Your first‑year financial model (with numbers)

Two plausible year‑one run‑rates show the mechanics. Case A (writer/designer): average £400/day, 130 billable days ⇒ revenue £52,000. Operating costs: software £1,200; insurance £250; phone/broadband £600; equipment depreciation £1,000; marketing £800; travel £600; accountant £900 ⇒ £5,350. Pre‑tax profit ≈ £46,650. Tax pot at 30% ⇒ £13,995, leaving headroom for pension. Case B (developer/marketer): average £600/day, 140 days ⇒ £84,000 revenue. Costs higher—software/tools £1,800; insurance £500; equipment £1,200; training £800; travel £1,200; accountant £1,200 ⇒ £6,700. Pre‑tax profit ≈ £77,300. If you carry 40% of revenue in retainers, cash volatility halves and debtor days compress. Don’t starve the balance sheet: a three‑month cash buffer is not prudence theatre, it is anxiety insurance that lets you hold rate in awkward calls.
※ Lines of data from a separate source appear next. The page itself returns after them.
//! ESP I2C Core - Platform-agnostic I2C Register-Zugriff
//!
//! Diese Crate enthält KEINE Hardware-Dependencies.
//! Sie definiert den Bitbang-Driver-Trait, die Typen und die
//! Sequenzierung der Register-Transaktionen.

#![no_std]

#[macro_use]
mod macros;

pub mod device;
pub mod hal_i2c;
pub mod logic;
pub mod sequencer;
pub mod traits;
pub mod types;

// Re-exports für einfachen Zugriff
pub use device::RegisterDevice;
pub use logic::{address_byte, is_valid_address, parse_u8_literal, register_bytes};
pub use sequencer::{I2cMaster, SCAN_FIRST_ADDRESS, SCAN_LAST_ADDRESS};
pub use traits::BitbangDriver;
pub use types::{
    Direction, I2cError, I2cStatus, MAX_REGISTER_WIDTH, MAX_SLAVE_ADDRESS, NackPhase,
    RegisterPointer, SlaveAddress,
};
  • Target debtor days <30 by billing upfront on projects and using Direct Debit for retainers; each 15‑day slip on £5k/mo is a £2.5k interest‑free loan to your client.
  • Model 120, 140 and 160‑day scenarios annually; decide hiring/subcontracting only if you can maintain >70% utilisation beyond 140 days.
  • Treat training as capex for your rate: £1k on a credible AI/performance course that raises your day rate by £50 pays back within 20 days.

Section 07

Tax, VAT, Self Assessment and payments on account

Register for Self Assessment with HMRC as soon as you start trading. File online by 31 January following the tax year; pay by the same date. If your last bill exceeded £1,000, payments on account are due: two instalments (31 January and 31 July) each equal to 50% of last year’s bill, with a balancing payment the next January. Keep a 30% tax pot—and if VAT‑registered, a separate VAT pot—ring‑fenced. VAT registration is compulsory once your rolling 12‑month taxable turnover exceeds £90,000; below that, voluntary registration can still help professionalism and margin (Flat Rate Scheme can sometimes improve cash). Making Tax Digital for Income Tax (MTD ITSA) starts April 2026 for those with £50k+ gross income (2027 for £30k–£50k): you’ll need MTD‑compatible software and quarterly updates. Work with an accountant by month three; they will easily pay for themselves in structure, VAT, and pension planning.

  • Allowable expenses: software, domain/hosting, phone/broadband, equipment, marketing, professional fees, insurance, travel and subsistence when travelling for business, and training that updates existing skills.
  • Use‑of‑home: a pragmatic shorthand is £6/week, or use HMRC simplified expenses (£10/£18/£26 per month depending on hours) or a proportion of actual costs.
  • Mileage: 45p/mile for first 10,000 business miles in the tax year, then 25p/mile thereafter; public transport at cost.
  • Overseas clients: most B2B services are ‘outside the scope’ of UK VAT where the customer belongs. Get evidence of business status (VAT number or website/invoice header) and note ‘outside the scope of UK VAT’ on invoices.
  • If you expect a lower current‑year profit than last year, you can claim to reduce payments on account—do it early to protect cash.

Section 08

Pensions: using a SIPP intelligently

You do not need an employer to get pension relief. The annual allowance is £60,000 (or 100% of relevant earnings, if lower), with three‑year carry‑forward of unused allowances, subject to tapering at very high incomes. As a sole trader, personal SIPP contributions attract 20% basic‑rate relief at source, with higher‑rate relief claimed through Self Assessment. As a company director, employer pension contributions are usually corporation tax‑deductible if ‘wholly and exclusively’ for the trade, and avoid employee and employer NIC. Providers used by freelancers: Vanguard Personal Pension (low‑cost, ~0.15% platform + fund fees), Penfold (app‑first, ~0.75% + fund fee), AJ Bell, Fidelity. Automate monthly, then add lump sums after big invoices or in January once your tax picture is clear. Pensions are not locked boxes for 40 years; they are immediate tax engineering that compounds for decades.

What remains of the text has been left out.